Vilja und die Räuber

Vilja und die Räuber





Ich entführe mir eine Freundin

Sommer, Sonne, Urlaubslaune - die Ferien könnten so schön sein. Zumindest wenn man nicht mit seiner langweiligen Familie und der nervigen Schwester zur Oma fahren müsste. Da kommt eine unfreiwillige Entführung gerade recht, und es beginnt ein Abenteuer, das eine Zehnjährige in ein Leben weit entfernt vom Spießertum führt. Mit "Vilja und die Räuber" verfilmte Marjut Komulainen erstmals die gleichnamige finnische Kinderbuchreihe von Siri Kolu.

Wenn es um anarchische Elemente in Kindererzählungen geht, liegt der Vergleich mit Pippi Langstrumpf nahe. Tatsächlich konfrontiert "Vilja und die Räuber" ebenfalls "Normalos" mit Menschen, die zufrieden jenseits der Normen leben. Dabei geht es genauso unbeschwert zu wie bei Astrid Lindgren. Vilja (Sirkku Ullgren) und ihre Familie werden zwar auf der Fahrt in die Ferien überfallen, aber Angstgefühle kommen dabei in keinem Moment bei den Zuschauern auf.

Das liegt zunächst auch daran, dass Spießer und Räuber äußerst stilisiert präsentiert werden. Auf der einen Seite gibt es die Geschniegelten, die in einer geordneten Welt der Pastellfarben leben. Auf der anderen Seite steht die Familie Räuberberg in abgerissener, meist schwarzer Kleidung irgendwo zwischen Punk und Pirat. Mit ihrem vollgestopften schwarzen Kleinbus nehmen sie den Urlaubern in der finnischen Wildnis ihr Gepäck ab. Von der Beute behalten sie nur das Nötigste für sich und geben den Rest an andere weiter. Kapitalismuskritik à la Robin Hood.

Schnell merkt Vilja, dass es eigentlich ein Glück war, dass sie zufällig in dem Sack steckte, den die Räuberbergs mitgenommen haben. Aufregender könnten die Ferien kaum werden. Das liegt auch an den beiden Kindern Hele (Ilona Huhta) und Kalle (Mio Määttä). Ihr Leben erweist sich als beneidenswert frei. Sie campen am See, essen Würstchen am Lagerfeuer und stopfen Süßigkeiten nach Lust und Laune in sich hinein.

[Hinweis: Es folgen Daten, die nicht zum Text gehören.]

//! Errors raised at the input boundary.
//!
//! Generation and playback cannot fail; everything that can go wrong is
//! caught by [`crate::validate`] before a trace is built.

use thiserror::Error;

/// A rejected user input, with a message fit to show as-is.
#[derive(Debug, Clone, PartialEq, Eq, Error)]
pub enum InputError {
    /// Array or interval list length outside the allowed bounds.
    #[error("expected between {min} and {max} {what}, got {got}")]
    Length {
        what: &'static str,
        min: usize,
        max: usize,
        got: usize,
    },

    #[error("value {value} at position {index} is outside {min}..={max}")]
    ValueOutOfRange {
        index: usize,
        value: i64,
        min: i64,
        max: i64,
    },

    /// Free-text numeric input contained something that is not an integer.
    #[error("'{token}' is not a whole number")]
    NotANumber { token: String },

    #[error("{field} must not be empty")]
    EmptyText { field: &'static str },

    #[error("{field} is {len} characters long; the limit is {max}")]
    TextTooLong {
        field: &'static str,
        len: usize,
        max: usize,
    },

    #[error("window size {window} must be between 1 and the array length {len}")]
    Window { window: i64, len: usize },

    /// An interval token that is not a `start,end` pair.
    #[error("'{token}' is not an interval; write it as start,end")]
    MalformedInterval { token: String },

    #[error("interval {index} starts at {start} after it ends at {end}")]
    IntervalOrder { index: usize, start: i64, end: i64 },

    #[error("unknown algorithm '{0}'")]
    UnknownAlgorithm(String),
}
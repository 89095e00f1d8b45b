use crate::display::{display_ranked_documents, DisplayOptions};
use anyhow::Result;
use docrank_core::{Corpus, Ranker, Strategy};
use std::io::{BufRead, Write};

/// Prompt for queries until `exit` or end of input.
pub fn run_interactive<R: BufRead, W: Write>(mut input: R, out: &mut W, corpus: &Corpus, ranker: &Ranker, opts: &DisplayOptions) -> Result<()> {
    writeln!(out, "Loaded {} documents.", corpus.len())?;
    loop {
        write!(out, "\nEnter your query (or type 'exit' to quit): ")?;
        out.flush()?;
        let Some(query) = read_line(&mut input)? else { break };
        if query.eq_ignore_ascii_case("exit") {
            writeln!(out, "Exiting Document Ranking System. Goodbye!")?;
            break;
        }

        writeln!(out, "\nChoose a ranking method:")?;
        for (i, strategy) in Strategy::ALL.iter().enumerate() {
            writeln!(out, "{}. {}", i + 1, strategy)?;
        }
        write!(out, "Enter the number of your choice: ")?;
        out.flush()?;
        let Some(choice) = read_line(&mut input)? else { break };
        let strategy = match choice.parse::<Strategy>() {
            Ok(strategy) => strategy,
            Err(err) => {
                tracing::debug!(%err, "rejected ranking method");
                writeln!(out, "Invalid choice. Please try again.")?;
                continue;
            }
        };

        let ranked = ranker.rank(corpus, &query, strategy)?;
        display_ranked_documents(out, &ranked, corpus, &query, opts)?;
    }
    Ok(())
}

fn read_line<R: BufRead>(input: &mut R) -> Result<Option<String>> {
    let mut line = String::new();
    if input.read_line(&mut line)? == 0 {
        return Ok(None);
    }
    Ok(Some(line.trim().to_string()))
}
use crate::corpus::PreparedCorpus;
use crate::error::{RankError, Result};
use crate::tokenizer::tokenize;
use crate::vector::{cosine_similarity, lookup_sum, vectorize};
use crate::Corpus;
use serde::{Deserialize, Serialize};
use std::fmt;
use std::str::FromStr;

#[derive(Debug, Clone, Copy, PartialEq, Eq, Hash, Serialize, Deserialize)]
#[serde(rename_all = "lowercase")]
pub enum Strategy {
    /// Count of equal (query token, document token) pairs.
    Keyword,
    /// For each document term, the query's TF-IDF weight for it, summed.
    TfIdf,
    /// Cosine of the query and document TF-IDF vectors.
    Cosine,
}

impl Strategy {
    pub const ALL: [Strategy; 3] = [Strategy::Keyword, Strategy::TfIdf, Strategy::Cosine];

    /// One unordered (id, score) pair per document.
    pub fn score(&self, corpus: &Corpus, query: &str) -> Result<Vec<(String, f64)>> {
        let prepared = PreparedCorpus::prepare(corpus)?;
        Ok(self.score_prepared(&prepared, query))
    }

    pub fn score_prepared(&self, prepared: &PreparedCorpus, query: &str) -> Vec<(String, f64)> {
        match self {
            Strategy::Keyword => {
                let query_tokens = tokenize(query);
                prepared
                    .docs
                    .iter()
                    .map(|doc| {
                        // A query token matching k document occurrences contributes k.
                        // Pair counts reach query length x document length.
                        let matches: u64 = query_tokens
                            .iter()
                            .map(|q| doc.term_counts.get(q).copied().unwrap_or(0))
                            .sum();
                        (doc.id.clone(), matches as f64)
                    })
                    .collect()
            }
            Strategy::TfIdf => {
                let query_vector = vectorize(query, &prepared.idf);
                // Iterates the document's terms and reads query weights only; not a symmetric dot product.
                prepared
                    .docs
                    .iter()
                    .map(|doc| (doc.id.clone(), lookup_sum(&doc.vector, &query_vector)))
                    .collect()
            }
            Strategy::Cosine => {
                let query_vector = vectorize(query, &prepared.idf);
                prepared
                    .docs
                    .iter()
                    .map(|doc| (doc.id.clone(), cosine_similarity(&query_vector, &doc.vector)))
                    .collect()
            }
        }
    }

    pub fn name(&self) -> &'static str {
        match self {
            Strategy::Keyword => "Keyword Matching",
            Strategy::TfIdf => "TF-IDF Scoring",
            Strategy::Cosine => "Cosine Similarity",
        }
    }
}

impl fmt::Display for Strategy {
    fn fmt(&self, f: &mut fmt::Formatter<'_>) -> fmt::Result {
        f.write_str(self.name())
    }
}

/// Accepts the menu number or a name: `1`/`keyword`, `2`/`tfidf`/`tf-idf`, `3`/`cosine`.
impl FromStr for Strategy {
    type Err = RankError;

    fn from_str(s: &str) -> Result<Self> {
        match s.trim().to_ascii_lowercase().as_str() {
            "1" | "keyword" => Ok(Strategy::Keyword),
            "2" | "tfidf" | "tf-idf" => Ok(Strategy::TfIdf),
            "3" | "cosine" => Ok(Strategy::Cosine),
            _ => Err(RankError::UnsupportedStrategy(s.to_string())),
        }
    }
}
use criterion::{criterion_group, criterion_main, Criterion};
use docrank_core::{rank, Corpus, Ranker, Strategy};

fn sample_corpus() -> Corpus {
    let words = ["search", "engine", "ranking", "vector", "cosine", "query", "document", "index", "term", "weight", "corpus", "token"];
    (0..500)
        .map(|i| {
            let text: Vec<&str> = (0..60).map(|j| words[(i * 7 + j * 13) % words.len()]).collect();
            (format!("doc{i:04}.txt"), text.join(" "))
        })
        .collect()
}

fn bench_rank(c: &mut Criterion) {
    let corpus = sample_corpus();
    for strategy in Strategy::ALL {
        c.bench_function(&format!("rank_{strategy:?}"), |b| b.iter(|| rank(&corpus, "cosine ranking query", strategy)));
    }
    let cached = Ranker::with_cache();
    c.bench_function("rank_cosine_cached", |b| b.iter(|| cached.rank(&corpus, "cosine ranking query", Strategy::Cosine)));
}

criterion_group!(benches, bench_rank);
criterion_main!(benches);
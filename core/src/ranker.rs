use crate::corpus::{CorpusCache, PreparedCorpus};
use crate::error::Result;
use crate::strategy::Strategy;
use crate::Corpus;
use serde::{Deserialize, Serialize};
use std::cmp::Ordering;
use std::sync::Arc;

#[derive(Debug, Clone, PartialEq, Serialize, Deserialize)]
pub struct RankedDocument {
    pub id: String,
    pub score: f64,
}

/// Rank every document in `corpus` against `query`, highest score first.
///
/// Nothing is filtered or truncated. Equal scores keep corpus iteration order,
/// which for [`Corpus`] is identifier order.
pub fn rank(corpus: &Corpus, query: &str, strategy: Strategy) -> Result<Vec<RankedDocument>> {
    let prepared = PreparedCorpus::prepare(corpus)?;
    Ok(rank_prepared(&prepared, query, strategy))
}

pub fn rank_prepared(prepared: &PreparedCorpus, query: &str, strategy: Strategy) -> Vec<RankedDocument> {
    let mut ranked: Vec<RankedDocument> = strategy
        .score_prepared(prepared, query)
        .into_iter()
        .map(|(id, score)| RankedDocument { id, score })
        .collect();
    // sort_by is stable
    ranked.sort_by(|a, b| b.score.partial_cmp(&a.score).unwrap_or(Ordering::Equal));
    tracing::debug!(%strategy, num_docs = ranked.len(), top_score = ranked.first().map(|r| r.score), "ranked corpus");
    ranked
}

/// Ranking entry point that can reuse derived corpus statistics across queries.
///
/// Without a cache every call prepares the corpus from scratch, same as [`rank`].
#[derive(Clone, Default)]
pub struct Ranker {
    cache: Option<Arc<CorpusCache>>,
}

impl Ranker {
    pub fn new() -> Self { Self::default() }

    pub fn with_cache() -> Self {
        Self { cache: Some(Arc::new(CorpusCache::new())) }
    }

    pub fn is_cached(&self) -> bool { self.cache.is_some() }

    pub fn rank(&self, corpus: &Corpus, query: &str, strategy: Strategy) -> Result<Vec<RankedDocument>> {
        match &self.cache {
            Some(cache) => {
                let prepared = cache.get_or_prepare(corpus)?;
                Ok(rank_prepared(&prepared, query, strategy))
            }
            None => rank(corpus, query, strategy),
        }
    }
}
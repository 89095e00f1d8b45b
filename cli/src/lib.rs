pub mod display;
pub mod loader;
pub mod session;

pub use display::{display_ranked_documents, DisplayOptions, QueryHit, QueryResponse};
pub use loader::load_documents;
pub use session::run_interactive;
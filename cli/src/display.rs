use docrank_core::{Corpus, RankedDocument, Strategy};
use serde::Serialize;
use std::io::{self, Write};

#[derive(Debug, Clone)]
pub struct DisplayOptions {
    pub top_n: usize,
    pub snippet_chars: usize,
    /// Wrap raw query words found in snippets with `*`.
    pub highlight: bool,
}

impl Default for DisplayOptions {
    fn default() -> Self {
        Self { top_n: 5, snippet_chars: 200, highlight: false }
    }
}

#[derive(Serialize)]
pub struct QueryResponse {
    pub query: String,
    pub strategy: Strategy,
    pub took_s: f64,
    pub total_docs: usize,
    pub results: Vec<QueryHit>,
}

#[derive(Serialize)]
pub struct QueryHit {
    pub id: String,
    pub score: f64,
    pub snippet: String,
}

impl QueryResponse {
    pub fn new(query: &str, strategy: Strategy, took_s: f64, ranked: &[RankedDocument], corpus: &Corpus, opts: &DisplayOptions) -> Self {
        let results = ranked
            .iter()
            .take(opts.top_n)
            .map(|r| QueryHit { id: r.id.clone(), score: r.score, snippet: snippet_for(corpus, &r.id, query, opts) })
            .collect();
        Self { query: query.to_string(), strategy, took_s, total_docs: ranked.len(), results }
    }
}

/// First `max_chars` characters of `text`.
pub fn snippet(text: &str, max_chars: usize) -> String {
    text.chars().take(max_chars).collect()
}

fn snippet_for(corpus: &Corpus, id: &str, query: &str, opts: &DisplayOptions) -> String {
    let text = corpus.get(id).map(String::as_str).unwrap_or("");
    let s = snippet(text, opts.snippet_chars);
    if opts.highlight {
        let raw_terms: Vec<String> = query.split_whitespace().map(|t| t.to_string()).collect();
        highlight_terms(&s, &raw_terms)
    } else {
        s
    }
}

/// Case-insensitive, whole-word marking of each raw query term.
pub fn highlight_terms(snippet: &str, terms: &[String]) -> String {
    let mut s = snippet.to_string();
    for t in terms {
        if t.trim().is_empty() { continue; }
        let Ok(pat) = regex::RegexBuilder::new(&format!(r"\b{}\b", regex::escape(t)))
            .case_insensitive(true)
            .build()
        else {
            continue;
        };
        s = pat.replace_all(&s, |caps: &regex::Captures| format!("*{}*", &caps[0])).to_string();
    }
    s
}

pub fn display_ranked_documents<W: Write>(out: &mut W, ranked: &[RankedDocument], corpus: &Corpus, query: &str, opts: &DisplayOptions) -> io::Result<()> {
    writeln!(out, "\nTop Relevant Documents:\n")?;
    for (i, r) in ranked.iter().take(opts.top_n).enumerate() {
        writeln!(out, "{}. {} (Score: {:.4})", i + 1, r.id, r.score)?;
        writeln!(out, "Snippet: {}...\n", snippet_for(corpus, &r.id, query, opts))?;
    }
    Ok(())
}

#[cfg(test)]
mod tests {
    use super::*;

    #[test]
    fn snippet_counts_chars_not_bytes() {
        assert_eq!(snippet("héllo wörld", 4), "héll");
        assert_eq!(snippet("ab", 200), "ab");
    }

    #[test]
    fn highlight_is_case_insensitive_and_word_bounded() {
        let out = highlight_terms("Fox and foxes", &["fox".to_string()]);
        assert_eq!(out, "*Fox* and foxes");
    }

    #[test]
    fn display_truncates_to_top_n() {
        let corpus: Corpus = [("a.txt", "alpha"), ("b.txt", "beta"), ("c.txt", "gamma")]
            .into_iter()
            .map(|(k, v)| (k.to_string(), v.to_string()))
            .collect();
        let ranked = vec![
            RankedDocument { id: "b.txt".into(), score: 2.0 },
            RankedDocument { id: "a.txt".into(), score: 1.0 },
            RankedDocument { id: "c.txt".into(), score: 0.0 },
        ];
        let opts = DisplayOptions { top_n: 2, ..DisplayOptions::default() };
        let mut out = Vec::new();
        display_ranked_documents(&mut out, &ranked, &corpus, "beta", &opts).unwrap();
        let text = String::from_utf8(out).unwrap();
        assert!(text.contains("1. b.txt (Score: 2.0000)\nSnippet: beta..."));
        assert!(text.contains("2. a.txt (Score: 1.0000)"));
        assert!(!text.contains("c.txt"));
    }
}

Und doch lassen sie durchblicken, dass auch sie sich Freunde oder manchmal ein etwas geregelteres Leben mit einem richtigen Zuhause wünschen würden. Aber sie sind nun mal als echte Räuber auf die Welt gekommen und erweisen sich dieser Berufung mit allerlei Talenten wie Messerwerfen als würdig.

Auch Vilja bringt sich bestens ein. Als gelehrige Schülerin entwickelt sie bald ihre eigenen Ideen für die begehrten "außergewöhnlichen Verbrechen". Das ist gut so, denn die aufregende alljährliche Räuberolympiade steht an, bei der der Anführer der Räuber fürs nächste Jahr gewählt werden soll. Da taucht Viljas Vater auf und ihr großes Abenteuer droht schneller zu enden als dem Mädchen lieb ist.

Der Film entwirft eine Parallelwelt, besiedelt mit skurrilen, aber liebenswerten Charakteren. Mit kuriosen Details ausgestattet funktioniert alles nach eigenen Gesetzen, auf die man sich leicht einlassen kann. Auch weil die Räuber im Umgang miteinander das Herz auf dem rechten Fleck haben und ihnen Teilen wichtiger ist als eigener Besitz. Diese Familie möchte man gerne wieder treffen. Gut, dass Teil zwei schon gedreht wird.